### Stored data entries

╭──

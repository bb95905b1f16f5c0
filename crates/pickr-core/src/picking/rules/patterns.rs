//! Common regex patterns for picking list extraction.

use lazy_static::lazy_static;
use regex::Regex;

lazy_static! {
    // Header fields (first page)
    pub static ref ORDER_NUMBER: Regex = Regex::new(
        r"N[°º]:\s*(\d+)"
    ).unwrap();

    pub static ref ISSUE_DATE: Regex = Regex::new(
        r"FECHA:\s*(\d{2}/\d{2}/\d{4})"
    ).unwrap();

    pub static ref ISSUE_TIME: Regex = Regex::new(
        r"HORA:\s*(\d{2}:\d{2}:\d{2})"
    ).unwrap();

    pub static ref STATUS: Regex = Regex::new(
        r"Estado:\s*(\w+)"
    ).unwrap();

    // One picking line: seq, code, remainder, quantity, stock, warehouse
    pub static ref PICKING_LINE: Regex = Regex::new(
        r"^(\d+)\s+([A-Z]{2}[A-Z0-9]+)\s+(.+?)\s+(\d+(?:,\d{2})?)\s+(-?\d[\d.]*(?:,\d+)?)\s+([A-Z]+)\s*$"
    ).unwrap();

    // One record cut from the joined text. The remainder is captured as its
    // first token and the text that follows it; together they accept the
    // same text as the line remainder.
    pub static ref PICKING_SEGMENT: Regex = Regex::new(
        r"(?:^|\s)(\d+)\s+([A-Z]{2}[A-Z0-9]+)\s+(\S+)(.*?)\s+(\d+(?:,\d{2})?)\s+(-?\d[\d.]*(?:,\d+)?)\s+([A-Z]+)\s*$"
    ).unwrap();

    // Record tail directly followed by the next record's sequence number and
    // item code. Group 1 is the stock, group 2 the warehouse tag. A tail
    // without a tag only counts when the next code holds a digit, so a tag
    // is never read as a code.
    pub static ref SEGMENT_BOUNDARY: Regex = Regex::new(
        r"\s\d+(?:,\d{2})?\s+(-?\d[\d.]*(?:,\d+)?)(?:\s+([A-Z]+)\s+\d+\s+[A-Z]{2}[A-Z0-9]+|\s+\d+\s+[A-Z]{2}[A-Z0-9]*\d[A-Z0-9]*)\s"
    ).unwrap();

    // Record tail at a word boundary.
    pub static ref SEGMENT_TAIL: Regex = Regex::new(
        r"\s\d+(?:,\d{2})?\s+-?\d[\d.]*(?:,\d+)?\s+([A-Z]+)\b"
    ).unwrap();

    // Split chain boundaries
    pub static ref NATURAL_WORD: Regex = Regex::new(
        r"[A-ZÁÉÍÓÚÑÜ][a-záéíóúñü]"
    ).unwrap();

    pub static ref SEPARATOR: Regex = Regex::new(
        r#"[\s*"]"#
    ).unwrap();

    // Locale numbers: optional sign, digits, dot thousands, comma decimals
    pub static ref LOCALE_NUMBER: Regex = Regex::new(
        r"^-?\d[\d.]*(?:,\d+)?$"
    ).unwrap();
}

╰──

### How to complete this task
Please return all of the records exactly as they appear.

### Your solution
repository bb95905b1f16f5c0
filename crates/pickr-core/src/picking/rules/patterns.rs
//! Common regex patterns for picking list extraction.

use lazy_static::lazy_static;
use regex::Regex;

lazy_static! {
    // Header fields (first page)
    pub static ref ORDER_NUMBER: Regex = Regex::new(
        r"N[°º]:\s*(\d+)"
    ).unwrap();

    pub static ref ISSUE_DATE: Regex = Regex::new(
        r"FECHA:\s*(\d{2}/\d{2}/\d{4})"
    ).unwrap();

    pub static ref ISSUE_TIME: Regex = Regex::new(
        r"HORA:\s*(\d{2}:\d{2}:\d{2})"
    ).unwrap();

    pub static ref STATUS: Regex = Regex::new(
        r"Estado:\s*(\w+)"
    ).unwrap();

    // One picking line: seq, code, remainder, quantity, stock, warehouse
    pub static ref PICKING_LINE: Regex = Regex::new(
        r"^(\d+)\s+([A-Z]{2}[A-Z0-9]+)\s+(.+?)\s+(\d+(?:,\d{2})?)\s+(-?\d[\d.]*(?:,\d+)?)\s+([A-Z]+)\s*$"
    ).unwrap();

    // One record cut from the joined text. The remainder is captured as its
    // first token and the text that follows it; together they accept the
    // same text as the line remainder.
    pub static ref PICKING_SEGMENT: Regex = Regex::new(
        r"(?:^|\s)(\d+)\s+([A-Z]{2}[A-Z0-9]+)\s+(\S+)(.*?)\s+(\d+(?:,\d{2})?)\s+(-?\d[\d.]*(?:,\d+)?)\s+([A-Z]+)\s*$"
    ).unwrap();

    // Record tail directly followed by the next record's sequence number and
    // item code. Group 1 is the stock, group 2 the warehouse tag. A tail
    // without a tag only counts when the next code holds a digit, so a tag
    // is never read as a code.
    pub static ref SEGMENT_BOUNDARY: Regex = Regex::new(
        r"\s\d+(?:,\d{2})?\s+(-?\d[\d.]*(?:,\d+)?)(?:\s+([A-Z]+)\s+\d+\s+[A-Z]{2}[A-Z0-9]+|\s+\d+\s+[A-Z]{2}[A-Z0-9]*\d[A-Z0-9]*)\s"
    ).unwrap();

    // Record tail at a word boundary.
    pub static ref SEGMENT_TAIL: Regex = Regex::new(
        r"\s\d+(?:,\d{2})?\s+-?\d[\d.]*(?:,\d+)?\s+([A-Z]+)\b"
    ).unwrap();

    // Split chain boundaries
    pub static ref NATURAL_WORD: Regex = Regex::new(
        r"[A-ZÁÉÍÓÚÑÜ][a-záéíóúñü]"
    ).unwrap();

    pub static ref SEPARATOR: Regex = Regex::new(
        r#"[\s*"]"#
    ).unwrap();

    // Locale numbers: optional sign, digits, dot thousands, comma decimals
    pub static ref LOCALE_NUMBER: Regex = Regex::new(
        r"^-?\d[\d.]*(?:,\d+)?$"
    ).unwrap();
}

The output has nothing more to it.